Madame Österberg remained at the college for the rest of her life, although she retired from her teaching duties starting in 1913. Her health was reported to be declining in the spring of 1915: on 29 July that year, Martina Bergman Österberg died of cancer at the age of 65. Before her death, she bequeathed her college to the English nation. She also left 50,000 kr to the National Association for Women's Suffrage, a women's suffrage organisation in Sweden, and donated a property near Båstad to the Fredrika Bremer Association for the establishment of an orchard garden school. She was in fact, alongside Lotten von Kræmer, one of the two most significant single financial supporters of the National Association for Women's Suffrage, in which her niece Signe Bergman was a leading figure and once chairman

Bergman Österberg received a Litteris et Artibus medal in 1906 for her life's work. An English Heritage blue plaque also commemorates Bergman Österberg's original physical training college campus at 1 Broadhurst Gardens (NW6) in South Hampstead, London.

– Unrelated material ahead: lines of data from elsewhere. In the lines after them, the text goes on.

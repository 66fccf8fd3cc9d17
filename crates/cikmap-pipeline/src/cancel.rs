//! Cooperative cancellation

use std::sync::Arc;
use tokio::sync::watch;

/// Cloneable cancellation flag shared by the caller and every worker
///
/// Once raised it stays raised. Workers stop pulling new descriptors and
/// drive in-flight items to a terminal state.
#[derive(Debug, Clone)]
pub struct CancelSignal {
    tx: Arc<watch::Sender<bool>>,
}

impl CancelSignal {
    /// Create a signal that has not been raised
    pub fn new() -> Self {
        let (tx, _rx) = watch::channel(false);
        Self { tx: Arc::new(tx) }
    }

    /// Raise the signal
    pub fn cancel(&self) {
        self.tx.send_replace(true);
    }

    /// Whether the signal has been raised
    pub fn is_cancelled(&self) -> bool {
        *self.tx.borrow()
    }

    /// Resolve once the signal is raised
    pub async fn cancelled(&self) {
        let mut rx = self.tx.subscribe();
        if rx.wait_for(|raised| *raised).await.is_err() {
            // The sender lives as long as `self`, so this cannot resolve
            std::future::pending::<()>().await;
        }
    }
}

impl Default for CancelSignal {
    fn default() -> Self {
        Self::new()
    }
}
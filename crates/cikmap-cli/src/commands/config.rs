//! Config command implementation.

use crate::cli::{ConfigAction, ConfigArgs};
use crate::config::{Config, OutputFormat};
use crate::error::Result;
use crate::output::Formatter;
use std::path::Path;

/// Execute the config command.
pub fn execute_config(
    args: ConfigArgs,
    config: &Config,
    path: Option<&Path>,
    formatter: &Formatter,
) -> Result<()> {
    match args.action {
        ConfigAction::Show => show_config(config, formatter),
        ConfigAction::Init { force } => {
            let path = match path {
                Some(path) => path.to_path_buf(),
                None => Config::path()?,
            };
            init_config(&path, force, formatter)
        }
    }
}

/// Print the effective configuration.
fn show_config(config: &Config, formatter: &Formatter) -> Result<()> {
    let rendered = match formatter.format() {
        OutputFormat::Json => serde_json::to_string_pretty(config)?,
        _ => config.to_toml()?,
    };
    println!("{}", rendered);
    Ok(())
}

/// Write the default configuration file.
fn init_config(path: &Path, force: bool, formatter: &Formatter) -> Result<()> {
    if path.exists() && !force {
        println!(
            "{}",
            formatter.warning(&format!(
                "{} already exists (use --force to overwrite)",
                path.display()
            ))
        );
        return Ok(());
    }

    Config::default().save_to(path)?;
    println!(
        "{}",
        formatter.success(&format!("Wrote default configuration to {}", path.display()))
    );
    Ok(())
}

#[cfg(test)]
mod tests {
    use super::*;
    use std::fs;

    #[test]
    fn test_init_writes_default_file() {
        let dir = tempfile::tempdir().unwrap();
        let path = dir.path().join(".cikmap").join("config.toml");
        let formatter = Formatter::new(OutputFormat::Table, false);

        init_config(&path, false, &formatter).unwrap();
        assert_eq!(Config::load_from(&path).unwrap(), Config::default());
    }

    #[test]
    fn test_init_keeps_existing_file_without_force() {
        let dir = tempfile::tempdir().unwrap();
        let path = dir.path().join("config.toml");
        fs::write(&path, "[pipeline]\nfetch_workers = 9\n").unwrap();
        let formatter = Formatter::new(OutputFormat::Table, false);

        init_config(&path, false, &formatter).unwrap();
        assert_eq!(Config::load_from(&path).unwrap().pipeline.fetch_workers, 9);

        init_config(&path, true, &formatter).unwrap();
        assert_eq!(Config::load_from(&path).unwrap().pipeline.fetch_workers, 4);
    }

    #[test]
    fn test_show_config() {
        let formatter = Formatter::new(OutputFormat::Json, false);
        assert!(show_config(&Config::default(), &formatter).is_ok());
    }
}
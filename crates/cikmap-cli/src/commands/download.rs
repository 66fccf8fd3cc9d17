//! Download command implementation.

use crate::cli::DownloadArgs;
use crate::config::Config;
use crate::error::{CliError, Result};
use crate::output::Formatter;
use cikmap_domain::accession_from_locator;
use cikmap_fetch::{HttpFetcher, RateGovernor};
use std::fs;

/// Execute the download command.
pub async fn execute_download(
    args: DownloadArgs,
    mut config: Config,
    formatter: &Formatter,
) -> Result<()> {
    config.apply_identity(&args.identity);
    let accession = validate_accession(&args.accession)?;

    let governor = RateGovernor::new(config.pipeline.rate_per_second)
        .map_err(|e| CliError::Config(e.to_string()))?;
    let fetcher = HttpFetcher::new(config.fetch.clone())?;

    let url = fetcher.filing_url(args.cik.trim(), accession);
    let body = fetcher.get_text(&url, &governor).await?;

    if let Some(parent) = args.output.parent().filter(|p| !p.as_os_str().is_empty()) {
        fs::create_dir_all(parent)?;
    }
    fs::write(&args.output, &body)?;

    println!(
        "{}",
        formatter.success(&format!(
            "Saved {} ({} bytes) to {}",
            accession,
            body.len(),
            args.output.display()
        ))
    );
    Ok(())
}

fn validate_accession(raw: &str) -> Result<&str> {
    let trimmed = raw.trim();
    match accession_from_locator(trimmed) {
        Some(found) if found == trimmed => Ok(trimmed),
        _ => Err(CliError::InvalidInput(format!(
            "'{}' is not an accession number (expected NNNNNNNNNN-NN-NNNNNN)",
            raw
        ))),
    }
}

#[cfg(test)]
mod tests {
    use super::*;

    #[test]
    fn test_validate_accession() {
        assert_eq!(
            validate_accession(" 0000320193-23-000106 ").unwrap(),
            "0000320193-23-000106"
        );
        assert!(validate_accession("0000320193-23-00010").is_err());
        assert!(validate_accession("x0000320193-23-000106").is_err());
        assert!(validate_accession("edgar/data/1/0000320193-23-000106.txt").is_err());
    }
}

A physical education instructor's college for men would not exist in England until the 1930s. During World War II, her college at Dartford was evacuated to Newquay in Cornwall, at which time it was renamed the Dartford College of Physical Education. In 1976, Dartford College was amalgamated with Thames Polytechnic: gymnastics instruction ceased in 1982, and by 1986 teacher training had stopped as well; the college was eventually incorporated into the University of Greenwich. The university maintains The Bergman Österberg Archive, a collection of material regarding her physical education college in Dartford. The Dartford College of Physical Education site is now operated by North West Kent College after this branch of the University of Greenwich moved to Avery Hill in 2002.